A number of curates of Baslow and Edensor went on to benefices, presumably benefiting from their connections with the Cavendishes nearby at Chatsworth. Four curates who served Bretby Chapel on the estate of the Stanhope earls of Chesterfield became incumbents of livings, three of which were in the patronage of the family. ((Clark, ‘Lists of Derbyshire clergy: parishes A–B’, pp. 59-60; Edensor in Clark, ‘Lists’, forthcoming.)) On the other hand where noble and gentry influence was weaker and communities less hierarchical, for example in some of the lead mining chapelries of the Peak District, curates could languish in a succession of schoolmasterships and curacies. On 13 June 1656 John Cantrell recorded the peregrinations of his thirty-year ministry in the parish register of Beeley chapel: curate and schoolmaster at Darley 1627-32, a private schoolmaster at Stanton in the Peak in the same parish 1633-4; back to Darley again 1636-44; curate and schoolmaster at neighbouring Ashover 1645-6; at Hucknall, Nottinghamshire 1647-8; and back to the Peak at Elton 1649-52, where the parliamentary commissioners in 1650 described him as ‘scandalous and insufficient’, Parwich 1653-5 Chelmorton 1656 and Beeley 1656. ‘Sic transit tempus vitae humanae’, he added without developing upon his state of mind. Diocesan records show William Higson first as schoolmaster at Ashford in the Water and thence as curate successively at Earl’s Sterndale, Stoney Middleton (twice), Mellor and Elton and Winster, all more or less in a ten mile radius. ((J. C. Cox, Notes on the churches of Derbyshire. II: The hundreds of High Peak and Wirksworth (Chesterfield, 1887), pp. 68-9; LRO, B/V/1/24, 25, 28, 32, 37 (Visitation libri cleri); B/V/4 (citations 1626), B/C/10/14, 70 (probate act book).))
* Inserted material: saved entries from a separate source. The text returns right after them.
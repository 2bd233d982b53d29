//! Shared spec harness.

use serde_json::json;
use std::sync::Arc;
use tempfile::TempDir;
use troupe_core::test_support::{payload, ScriptedAgent};
use troupe_core::{
    AgentId, AgentInstallation, ApprovalMode, FakeClock, JsonMap, RiskLevel, ToolDefinition,
    UserId,
};
use troupe_engine::{EngineConfig, MemoryCache, Orchestrator};
use troupe_storage::Store;

pub struct Harness {
    pub dir: TempDir,
    pub orch: Orchestrator<FakeClock>,
    pub clock: FakeClock,
    pub user: UserId,
}

/// A fresh store with one user ("user-1") and an in-memory cache.
pub fn harness() -> Harness {
    let dir = TempDir::new().unwrap();
    let store = Arc::new(Store::open(dir.path()).unwrap());
    let clock = FakeClock::new();
    let orch = Orchestrator::new(store, EngineConfig::default(), clock.clone())
        .with_cache(Arc::new(MemoryCache::new(clock.clone())));
    let user = UserId::new("user-1");
    orch.create_user(&user, payload(json!({"name": "Ada"}))).unwrap();
    Harness { dir, orch, clock, user }
}

impl Harness {
    /// Register manifest + implementation, then install for the user.
    pub async fn install(&self, agent: ScriptedAgent) -> AgentInstallation {
        let manifest = troupe_core::Agent::manifest(&agent);
        let agent_id = manifest.agent_id.clone();
        let version = manifest.version.clone();
        self.orch.register_manifest(manifest).unwrap();
        self.orch.register_agent(Arc::new(agent));
        self.orch.install_agent(&self.user, &agent_id, &version, JsonMap::new()).await.unwrap()
    }

    pub fn define_tool(&self, tool_id: &str, mode: ApprovalMode) {
        self.orch
            .define_tool(ToolDefinition {
                tool_id: tool_id.into(),
                description: String::new(),
                requires_human_approval: mode,
                approval_role: None,
                risk_level: RiskLevel::Medium,
            })
            .unwrap();
    }

    pub fn agent(&self, id: &str) -> AgentId {
        AgentId::new(id)
    }

    /// All the user's events, oldest first.
    pub fn events_oldest_first(&self) -> Vec<troupe_core::EventRecord> {
        let mut events = self.orch.list_user_events(&self.user, 1000);
        events.reverse();
        events
    }
}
A third generalization about those serving chapelries is the comparative modesty of their qualifications and educational attainment. The only readers listed in the visitation call books all served chapelries or benefices under long-term sequestration. It is not possible to assess how much use was made of lay readers in the archdeaconry. In some of the visitation call books the minister is simply listed by name rather than by office and in others the word curate is not always used to distinguish a clerk in holy orders from a lay reader. In a few cases someone described as a curate is later listed as a reader, perhaps because the diocesan authorities for the purposes of visitation were not concerned to discriminate too carefully. ((The cases uncovered are Thomas Gratton, curate of Belper 1605 and 1615 but reader in 1620, Robert Cartwright, curate of Normanton by Derby in 1603 but reader in 1609, and Nicholas Rowes, curate of Osmaston by Ashbourne in 1603 and 1605 but reader in 1616. Clark, ‘Lists of Derbyshire clergy: parishes A–B’, p. 46; LRO, Dean and Chapter Records, AA11, 13, 17; B/V/1/27, 32 (visitation call books 1609, 1616).)) Whatever the case, there was a group of uncertain size, providing pastoral care yet lacking the minimal attainments to qualify for holy orders.
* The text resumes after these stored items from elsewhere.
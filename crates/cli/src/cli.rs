// src/cli.rs
use std::path::PathBuf;

use clap::{Args, Parser, Subcommand};

/// OLAF - overlay installer for competency packs
///
/// Without a subcommand, installs or updates the competency tree from the primary source and
/// the secondary sources it declares.
#[derive(Parser, Debug)]
#[clap(author, version, about, long_about = None)]
pub struct ClapCli {
    #[clap(flatten)]
    pub(crate) install: InstallArgs,

    /// Answer yes to confirmation prompts
    ///
    #[clap(long, short = 'y', global = true, default_value_t = false)]
    pub(crate) yes: bool,

    /// Show detailed output
    ///
    #[clap(long, short = 'v', global = true, default_value_t = false)]
    pub(crate) verbose: bool,

    /// Disable colored output
    ///
    #[clap(long, global = true, default_value_t = false)]
    pub(crate) no_color: bool,

    /// Subcommand to execute
    ///
    #[clap(subcommand)]
    pub(crate) command: Option<ClapCommands>,
}

#[derive(Args, Debug, Clone, Default)]
pub(crate) struct InstallArgs {
    /// Primary source repository (`owner/repo` or a GitHub URL)
    ///
    #[clap(long)]
    pub(crate) repo: Option<String>,

    /// Branch of the primary source
    ///
    #[clap(long)]
    pub(crate) branch: Option<String>,

    /// Installation root, overriding `target_directory` from config
    ///
    #[clap(long)]
    pub(crate) target: Option<PathBuf>,

    /// Project root holding the local `.olaf` folder
    ///
    #[clap(long)]
    pub(crate) local: Option<PathBuf>,

    /// Delete the installation root before applying sources
    ///
    #[clap(long, default_value_t = false)]
    pub(crate) clean_global: bool,

    /// Delete the project's `.olaf` folder before applying sources
    ///
    #[clap(long, default_value_t = false)]
    pub(crate) clean_local: bool,

    /// Let incoming sources replace the kernel competency and its skills
    ///
    #[clap(long, default_value_t = false)]
    pub(crate) no_preserve_my_competencies: bool,

    /// Report prune lists without removing anything
    ///
    #[clap(long, default_value_t = false)]
    pub(crate) no_prune: bool,

    /// Additional prune list, relative to the project root
    ///
    #[clap(long)]
    pub(crate) prune_file: Option<PathBuf>,

    /// Initialize a git repository in the project root when there is none
    ///
    #[clap(long, alias = "git-init", default_value_t = false)]
    pub(crate) init_git: bool,
}

#[derive(Subcommand, Debug, Clone)]
pub(crate) enum ClapCommands {
    /// Configuration management commands
    ///
    Config(ConfigCommands),
}

#[derive(Args, Debug, Clone)]
pub(crate) struct ConfigCommands {
    #[clap(subcommand)]
    pub(crate) command: ConfigSubcommands,
}

#[derive(Subcommand, Debug, Clone)]
pub(crate) enum ConfigSubcommands {
    /// Validate the olaf configuration file
    Validate,
}
//! Remote fetcher port: turns a [`Source`] into a local [`Snapshot`].

pub mod git;

pub use self::git::GitFetcher;

use std::path::{Path, PathBuf};

use async_trait::async_trait;
use thiserror::Error;

use crate::{
    commands::CommandError,
    fs::FileSystemError,
    layout::PACKAGE_TREE_DIR,
    source::Source,
};

/// Port for retrieving source snapshots
#[cfg_attr(test, mockall::automock)]
#[async_trait]
pub trait SourceFetcher: Send + Sync {
    /// Check that the fetcher can run at all (e.g. the version-control client is installed)
    ///
    /// # Errors
    ///
    /// Returns [`FetchError`] when no fetch could possibly succeed.
    async fn ensure_available(&self) -> Result<(), FetchError>;

    /// Retrieve `source` into `destination`, replacing whatever was there
    ///
    /// # Errors
    ///
    /// Returns [`FetchError`] when the remote or revision cannot be retrieved, or when the
    /// retrieved tree has no package folder.
    async fn fetch(&self, source: &Source, destination: &Path) -> Result<Snapshot, FetchError>;
}

/// A fetched, read-only copy of one source
#[derive(Debug, Clone, PartialEq, Eq)]
pub struct Snapshot {
    source: Source,
    root: PathBuf,
}

impl Snapshot {
    #[must_use]
    pub fn new(source: Source, root: impl Into<PathBuf>) -> Self {
        Self {
            source,
            root: root.into(),
        }
    }

    #[must_use]
    pub fn source(&self) -> &Source {
        &self.source
    }

    /// Repository root of the snapshot (registry and seed documents live here)
    #[must_use]
    pub fn root(&self) -> &Path {
        &self.root
    }

    /// The installable tree inside the snapshot
    #[must_use]
    pub fn package_tree(&self) -> PathBuf {
        self.root.join(PACKAGE_TREE_DIR)
    }
}

#[derive(Error, Debug, Clone)]
pub enum FetchError {
    #[error("'{program}' is not available; it is required to fetch sources")]
    ToolUnavailable { program: String },

    #[error("Failed to fetch {remote}: {stderr}")]
    CloneFailed { remote: Source, stderr: String },

    #[error("{remote} has no '{PACKAGE_TREE_DIR}' folder at '{}'", path.display())]
    MissingPackageTree { remote: Source, path: PathBuf },

    #[error(transparent)]
    Command(#[from] CommandError),

    #[error(transparent)]
    FileSystem(#[from] FileSystemError),
}

impl FetchError {
    /// Whether the fetch itself worked but the snapshot is not a package source
    #[must_use]
    pub fn is_missing_package_tree(&self) -> bool {
        matches!(self, Self::MissingPackageTree { .. })
    }
}
//! Non-fatal findings collected during an install.
//!
//! Optional documents (registries, prune lists, manifests) that are missing or broken degrade
//! the run instead of failing it. Each degradation is recorded as a [`Diagnostic`] so callers
//! and tests can see exactly what was skipped.

use std::{
    fmt,
    path::{Path, PathBuf},
};

use tracing::warn;

/// What kind of degradation happened
#[derive(Debug, Clone, Copy, PartialEq, Eq, Hash)]
pub enum DiagnosticKind {
    /// No registry document in the primary snapshot
    RegistryMissing,
    /// Registry document present but unreadable or without a source list
    RegistryMalformed,
    /// A single registry entry could not be parsed
    RegistryEntrySkipped,
    /// A secondary snapshot had no package tree and was not applied
    SecondarySkipped,
    /// Pruning was turned off for this run
    PruneDisabled,
    /// No prune list was found in any candidate location
    PruneListMissing,
    /// A prune list could not be parsed
    PruneListMalformed,
    /// A prune target does not exist in the installation
    PruneTargetMissing,
    /// A prune target was refused (unsafe id or protected unit)
    PruneRefused,
    /// The kernel manifest could not be parsed
    KernelManifestMalformed,
    /// A dependency listed by the kernel manifest has no directory
    DependencyMissing,
    /// The collections document does not exist
    CollectionsMissing,
    /// A non-string entry in a collection's competency list was ignored
    CollectionEntrySkipped,
    /// A competency marked local is not in the primary source
    LocalCompetencyMissing,
    /// A document that is only consulted opportunistically could not be read
    DocumentIgnored,
}

impl fmt::Display for DiagnosticKind {
    fn fmt(&self, f: &mut fmt::Formatter<'_>) -> fmt::Result {
        let text = match self {
            Self::RegistryMissing => "registry_missing",
            Self::RegistryMalformed => "registry_malformed",
            Self::RegistryEntrySkipped => "registry_entry_skipped",
            Self::SecondarySkipped => "secondary_skipped",
            Self::PruneDisabled => "prune_disabled",
            Self::PruneListMissing => "prune_list_missing",
            Self::PruneListMalformed => "prune_list_malformed",
            Self::PruneTargetMissing => "prune_target_missing",
            Self::PruneRefused => "prune_refused",
            Self::KernelManifestMalformed => "kernel_manifest_malformed",
            Self::DependencyMissing => "dependency_missing",
            Self::CollectionsMissing => "collections_missing",
            Self::CollectionEntrySkipped => "collection_entry_skipped",
            Self::LocalCompetencyMissing => "local_competency_missing",
            Self::DocumentIgnored => "document_ignored",
        };
        f.write_str(text)
    }
}

#[derive(Debug, Clone, PartialEq, Eq)]
pub struct Diagnostic {
    kind: DiagnosticKind,
    message: String,
    path: Option<PathBuf>,
}

impl Diagnostic {
    #[must_use]
    pub fn new(kind: DiagnosticKind, message: impl Into<String>) -> Self {
        Self {
            kind,
            message: message.into(),
            path: None,
        }
    }

    #[must_use]
    pub fn at(mut self, path: impl AsRef<Path>) -> Self {
        self.path = Some(path.as_ref().to_path_buf());
        self
    }

    #[must_use]
    pub fn kind(&self) -> DiagnosticKind {
        self.kind
    }

    #[must_use]
    pub fn message(&self) -> &str {
        &self.message
    }

    #[must_use]
    pub fn path(&self) -> Option<&Path> {
        self.path.as_deref()
    }
}

impl fmt::Display for Diagnostic {
    fn fmt(&self, f: &mut fmt::Formatter<'_>) -> fmt::Result {
        match &self.path {
            Some(path) => write!(f, "{} ({})", self.message, path.display()),
            None => f.write_str(&self.message),
        }
    }
}

/// Ordered collection of diagnostics for one run
#[derive(Debug, Clone, Default, PartialEq, Eq)]
pub struct Diagnostics(Vec<Diagnostic>);

impl Diagnostics {
    #[must_use]
    pub fn new() -> Self {
        Self::default()
    }

    pub fn push(&mut self, diagnostic: Diagnostic) {
        warn!(kind = %diagnostic.kind(), "{diagnostic}");
        self.0.push(diagnostic);
    }

    #[must_use]
    pub fn len(&self) -> usize {
        self.0.len()
    }

    #[must_use]
    pub fn is_empty(&self) -> bool {
        self.0.is_empty()
    }

    pub fn iter(&self) -> impl Iterator<Item = &Diagnostic> {
        self.0.iter()
    }

    /// Diagnostics recorded after the first `from` entries
    #[must_use]
    pub fn since(&self, from: usize) -> &[Diagnostic] {
        self.0.get(from..).unwrap_or_default()
    }

    #[must_use]
    pub fn of_kind(&self, kind: DiagnosticKind) -> Vec<&Diagnostic> {
        self.0.iter().filter(|d| d.kind == kind).collect()
    }

    #[must_use]
    pub fn into_vec(self) -> Vec<Diagnostic> {
        self.0
    }
}

impl<'a> IntoIterator for &'a Diagnostics {
    type Item = &'a Diagnostic;
    type IntoIter = std::slice::Iter<'a, Diagnostic>;

    fn into_iter(self) -> Self::IntoIter {
        self.0.iter()
    }
}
The clergy lists reveal that some readers were either ‘training on the job’ to attain holy orders or that they were marking time as readers until they attained the minimum canonical age for ordination to the diaconate and priesthood. Ralph Bowker was licensed to Heage in 1597 only on condition that he proceeded to ordination. Robert Gaderne, serving Church Broughton from at least 1570, was not ordained deacon until 1584. John Ridge, already serving Allestree in 1595, was not ordained deacon until 1597. Geoffrey Plattes at Denby by 1614 was ordained deacon in 1615 and Edward Goodwin at Littleover by 1579 was not priested until 1584. ((Clark, ‘Lists’, forthcoming (Heage and Littleover); Clark, ‘Lists of Derbyshire clergy: parishes C’, p. 274; Clark, ‘Lists of Derbyshire clergy: parishes A–B’, p. 29; Clark, ‘Lists of Derbyshire clergy: parishes D’, pp. 173-4.))
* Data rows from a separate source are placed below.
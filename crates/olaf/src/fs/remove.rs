//! Tree removal that tolerates transient locks.
//!
//! Antivirus scanners and editors on exclusive-lock filesystems can hold a file open for a
//! moment; removal is retried with a backoff, then the path is renamed aside so the install can
//! continue, and only if that also fails is the path reported as locked.

use std::{
    path::{Path, PathBuf},
    thread,
    time::Duration,
};

use tracing::{debug, warn};

use super::{FileSystem, FileSystemError};

const DEFAULT_ATTEMPTS: u32 = 5;
const DEFAULT_BACKOFF: Duration = Duration::from_millis(250);

/// How hard [`remove_tree`] tries before giving up
#[derive(Debug, Clone, Copy, PartialEq, Eq)]
pub struct RemovalPolicy {
    attempts: u32,
    backoff: Duration,
}

impl Default for RemovalPolicy {
    fn default() -> Self {
        Self {
            attempts: DEFAULT_ATTEMPTS,
            backoff: DEFAULT_BACKOFF,
        }
    }
}

impl RemovalPolicy {
    #[must_use]
    pub fn new(attempts: u32, backoff: Duration) -> Self {
        Self {
            attempts: attempts.max(1),
            backoff,
        }
    }

    #[must_use]
    pub fn attempts(&self) -> u32 {
        self.attempts
    }

    #[must_use]
    pub fn backoff(&self) -> Duration {
        self.backoff
    }
}

/// What [`remove_tree`] ended up doing
#[derive(Debug, Clone, PartialEq, Eq)]
pub enum Removal {
    /// Nothing was there
    Absent,
    /// The path is gone
    Removed,
    /// Deletion kept failing; the path now lives at the given sibling path
    MovedAside(PathBuf),
}

/// Remove a file or directory tree.
///
/// # Errors
///
/// Returns [`FileSystemError::LockedPath`] when every attempt failed and the rename-aside
/// fallback failed too.
pub fn remove_tree<F>(
    fs: &F,
    path: &Path,
    policy: &RemovalPolicy,
) -> Result<Removal, FileSystemError>
where
    F: FileSystem + ?Sized,
{
    if !fs.path_exists(path) {
        return Ok(Removal::Absent);
    }

    let mut last_error = None;

    for attempt in 1..=policy.attempts {
        let result = if fs.is_dir(path) {
            fs.remove_dir_all(path)
        } else {
            fs.remove_file(path)
        };

        match result {
            Ok(()) => {
                debug!(path = %path.display(), attempt, "removed");
                return Ok(Removal::Removed);
            }
            Err(e) if e.is_not_found() => return Ok(Removal::Removed),
            Err(e) => {
                debug!(path = %path.display(), attempt, error = %e, "removal failed");
                last_error = Some(e);
                if attempt < policy.attempts && !policy.backoff.is_zero() {
                    thread::sleep(policy.backoff);
                }
            }
        }
    }

    let aside = aside_path(fs, path);
    match fs.rename(path, &aside) {
        Ok(()) => {
            warn!(
                path = %path.display(),
                aside = %aside.display(),
                "could not remove path, moved it aside instead"
            );
            Ok(Removal::MovedAside(aside))
        }
        Err(rename_error) => Err(FileSystemError::LockedPath {
            path: path.to_path_buf(),
            attempts: policy.attempts,
            source: Box::new(last_error.unwrap_or(rename_error)),
        }),
    }
}

/// `<name>_old_<stamp>`, with a `_<n>` suffix when an earlier aside already holds that name
fn aside_path<F>(fs: &F, path: &Path) -> PathBuf
where
    F: FileSystem + ?Sized,
{
    let name = path
        .file_name()
        .map(|n| n.to_string_lossy().into_owned())
        .unwrap_or_default();
    let base = format!("{name}_old_{}", chrono::Utc::now().timestamp());

    let mut aside = path.with_file_name(&base);
    let mut counter = 1;
    while fs.path_exists(&aside) {
        aside = path.with_file_name(format!("{base}_{counter}"));
        counter += 1;
    }
    aside
}
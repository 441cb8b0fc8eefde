//! Secondary source declarations read from a snapshot's registry document.

use std::path::PathBuf;

use serde_json::Value;
use tracing::debug;

use crate::{
    diagnostic::{Diagnostic, DiagnosticKind, Diagnostics},
    document::read_json,
    fetch::Snapshot,
    fs::FileSystem,
    source::Source,
};

/// Registry document names at a snapshot root, in lookup order
pub const REGISTRY_FILES: [&str; 2] = ["_olaf-registry.json", "olaf-registry.json"];

const LIST_KEYS: [&str; 2] = ["secondary-sources", "secondary-repos"];

/// Locate the registry document of a snapshot
pub fn registry_path<F>(fs: &F, snapshot: &Snapshot) -> Option<PathBuf>
where
    F: FileSystem + ?Sized,
{
    REGISTRY_FILES
        .iter()
        .map(|name| snapshot.root().join(name))
        .find(|path| fs.is_file(path))
}

/// Read the secondary sources a snapshot declares, in declaration order.
///
/// Never fails: a missing or unreadable registry yields no sources and a diagnostic, and an
/// entry that is not a valid `owner/repo@revision` token is skipped on its own.
pub fn resolve<F>(fs: &F, snapshot: &Snapshot, diagnostics: &mut Diagnostics) -> Vec<Source>
where
    F: FileSystem + ?Sized,
{
    let Some(path) = registry_path(fs, snapshot) else {
        diagnostics.push(Diagnostic::new(
            DiagnosticKind::RegistryMissing,
            format!("{} declares no registry; no secondary sources", snapshot.source()),
        ));
        return Vec::new();
    };

    let document: Value = match read_json(fs, &path) {
        Ok(document) => document,
        Err(e) => {
            diagnostics.push(
                Diagnostic::new(DiagnosticKind::RegistryMalformed, e.to_string()).at(&path),
            );
            return Vec::new();
        }
    };

    let Some(entries) = LIST_KEYS
        .iter()
        .find_map(|key| document.get(key))
        .and_then(Value::as_array)
    else {
        diagnostics.push(
            Diagnostic::new(
                DiagnosticKind::RegistryMalformed,
                "registry has no 'secondary-sources' list",
            )
            .at(&path),
        );
        return Vec::new();
    };

    let mut sources = Vec::with_capacity(entries.len());
    for entry in entries {
        let parsed = entry
            .as_str()
            .ok_or_else(|| format!("registry entry {entry} is not a string"))
            .and_then(|token| {
                token
                    .parse::<Source>()
                    .map_err(|e| format!("registry entry '{token}' skipped: {e}"))
            });

        match parsed {
            Ok(source) => {
                debug!(%source, "declared secondary source");
                sources.push(source);
            }
            Err(message) => diagnostics.push(
                Diagnostic::new(DiagnosticKind::RegistryEntrySkipped, message).at(&path),
            ),
        }
    }

    sources
}
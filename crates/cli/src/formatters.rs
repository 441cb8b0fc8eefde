//! Small text helpers shared by the command output

use console::style;
use std::fmt::Display;

/// Bold label, cyan when colors are enabled
pub(crate) fn format_key<T: Display>(text: T, use_colors: bool) -> String {
    let styled = style(text.to_string()).bold();

    if use_colors {
        styled.cyan().to_string()
    } else {
        styled.to_string()
    }
}

/// `1 skill`, `3 skills`
pub(crate) fn format_count(count: usize, noun: &str) -> String {
    if count == 1 {
        format!("{count} {noun}")
    } else {
        format!("{count} {noun}s")
    }
}

/// Comma separated, or `none`
pub(crate) fn format_list<T: Display>(items: &[T]) -> String {
    if items.is_empty() {
        return "none".to_string();
    }

    items
        .iter()
        .map(ToString::to_string)
        .collect::<Vec<_>>()
        .join(", ")
}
Another feature of the chapelry clergy lists is the number of names appearing in them as a single reference. Over a quarter of the 650 individuals appear once in one particular place. As many of these names occur from the period when the Lichfield diocesan records are at their thinnest, the easiest explanation is the deficiency of the archive. It also highlights that limited extent to which I have been able to cross-reference clergy of the same name in other jurisdictions. On the other hand it is possible that within this group were individuals who only undertook pastoral responsibilities for a short time, perhaps because either they were readers, unable or unwilling to proceed to orders, or because, though ordained, they left a formal, active, official ministry. About these individuals no more can be said; but a few, better-recorded individuals have been traced who possibly followed these courses. Robert Campion witnessed wills as a cleric in the 1560s and was curate of Osmaston by Derby in 1570. He thereafter ceases to appear in visitation records, witness lists of wills and clerical subsidy records, but was buried in Derby in 1579 as ‘Sir’ Robert. He is described as a minister in his inventory but its details reveal his interests in malt rather than ministry and a personal estate of over £400. Along with his father, he was one of the first large-scale producers of this growth industry in the town. William King, a priest of the Holy Cross Gild in Chesterfield at its dissolution and curate of Barlow up to 1558, thereafter disappears from the visitation records, but the burial of William King ‘priest’ at Barlow is recorded in 1586. Here, perhaps, the explanation is religious rather than secular: withdrawal in the face of Elizabeth’s protestant settlement. ((LRO, B/V/1/7 (visitation call book); B/C/11 (wills and inventory: John Dasone of Osmaston 1562, John Sadler of Allestree 1565, John Robinson of Mickleover 1567); TNA, PRO, E179/19/516 (clerical subsidy assessment 1568 curate at Breadsall); LRO, B/C/10/7, fo. 163v (probate act book); B/C/11 (inventory of Robert Campion 1579); Derbyshire Record Office (DRO), D1145A/PI1 (Derby St Werburgh parish register); Clark, ‘Derbyshire clergy lists: parishes A–B’, p. 43.)) These two examples re-emphasize the potential importance of records other than those of ordination, subscription, licensing and visitation for exploring clerical career patterns.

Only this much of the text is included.